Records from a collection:
.....

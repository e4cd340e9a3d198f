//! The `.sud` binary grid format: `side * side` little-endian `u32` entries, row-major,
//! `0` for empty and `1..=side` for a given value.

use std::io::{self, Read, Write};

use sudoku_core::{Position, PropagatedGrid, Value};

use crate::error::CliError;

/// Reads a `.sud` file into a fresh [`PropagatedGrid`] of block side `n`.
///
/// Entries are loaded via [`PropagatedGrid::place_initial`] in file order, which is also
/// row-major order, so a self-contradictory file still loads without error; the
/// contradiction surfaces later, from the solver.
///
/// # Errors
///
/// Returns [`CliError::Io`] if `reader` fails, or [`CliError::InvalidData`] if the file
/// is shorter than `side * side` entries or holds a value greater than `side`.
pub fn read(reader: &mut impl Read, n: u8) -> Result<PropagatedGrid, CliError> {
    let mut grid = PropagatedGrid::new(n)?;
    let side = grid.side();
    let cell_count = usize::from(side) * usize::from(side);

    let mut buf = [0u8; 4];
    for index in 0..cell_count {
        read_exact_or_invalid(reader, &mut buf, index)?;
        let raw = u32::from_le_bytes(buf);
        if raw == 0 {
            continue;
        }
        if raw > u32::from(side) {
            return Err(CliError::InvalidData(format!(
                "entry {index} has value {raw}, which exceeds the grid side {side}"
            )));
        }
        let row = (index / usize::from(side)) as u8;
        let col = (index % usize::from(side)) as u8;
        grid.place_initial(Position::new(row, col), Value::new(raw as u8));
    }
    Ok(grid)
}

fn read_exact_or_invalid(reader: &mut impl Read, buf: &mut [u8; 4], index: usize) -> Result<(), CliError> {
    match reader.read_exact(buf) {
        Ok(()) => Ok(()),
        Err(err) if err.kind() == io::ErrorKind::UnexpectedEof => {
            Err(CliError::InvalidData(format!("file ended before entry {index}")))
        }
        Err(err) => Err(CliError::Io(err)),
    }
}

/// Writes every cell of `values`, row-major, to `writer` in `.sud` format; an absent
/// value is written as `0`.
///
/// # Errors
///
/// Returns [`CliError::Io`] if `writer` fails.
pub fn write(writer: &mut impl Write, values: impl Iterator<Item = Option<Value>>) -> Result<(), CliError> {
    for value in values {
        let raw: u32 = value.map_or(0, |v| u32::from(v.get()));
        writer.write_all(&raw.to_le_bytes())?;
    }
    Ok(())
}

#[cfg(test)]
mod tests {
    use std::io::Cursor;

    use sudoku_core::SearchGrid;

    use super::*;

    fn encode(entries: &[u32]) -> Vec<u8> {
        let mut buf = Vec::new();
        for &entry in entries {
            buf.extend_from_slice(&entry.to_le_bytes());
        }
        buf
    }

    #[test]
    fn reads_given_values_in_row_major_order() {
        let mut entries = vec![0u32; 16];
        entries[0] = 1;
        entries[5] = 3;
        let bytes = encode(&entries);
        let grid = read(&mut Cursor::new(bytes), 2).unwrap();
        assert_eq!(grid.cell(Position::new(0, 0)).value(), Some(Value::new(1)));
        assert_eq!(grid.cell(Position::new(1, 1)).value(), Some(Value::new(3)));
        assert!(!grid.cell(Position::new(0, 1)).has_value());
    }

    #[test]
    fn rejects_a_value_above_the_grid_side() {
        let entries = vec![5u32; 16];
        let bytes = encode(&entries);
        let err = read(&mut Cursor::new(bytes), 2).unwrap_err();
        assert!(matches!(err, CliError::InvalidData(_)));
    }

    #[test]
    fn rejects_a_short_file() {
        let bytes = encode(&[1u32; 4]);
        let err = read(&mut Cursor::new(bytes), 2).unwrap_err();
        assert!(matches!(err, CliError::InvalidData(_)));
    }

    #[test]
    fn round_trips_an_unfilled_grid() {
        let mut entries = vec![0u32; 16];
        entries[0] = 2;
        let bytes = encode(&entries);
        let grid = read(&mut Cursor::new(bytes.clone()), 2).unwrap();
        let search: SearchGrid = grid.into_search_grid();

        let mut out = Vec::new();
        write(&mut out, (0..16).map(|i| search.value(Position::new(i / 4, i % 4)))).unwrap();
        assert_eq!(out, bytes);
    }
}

.....

WHAT TO WORK ON :: What you give back should be exactly the lines of the data above from the line with "let side = grid.side();" through the line with "if raw > u32::from(side)", both of those included, and nothing more.

ANSWER FOR THIS EXERCISE ::
    let side = grid.side();
    let cell_count = usize::from(side) * usize::from(side);

    let mut buf = [0u8; 4];
    for index in 0..cell_count {
        read_exact_or_invalid(reader, &mut buf, index)?;
        let raw = u32::from_le_bytes(buf);
        if raw == 0 {
            continue;
        }
        if raw > u32::from(side) {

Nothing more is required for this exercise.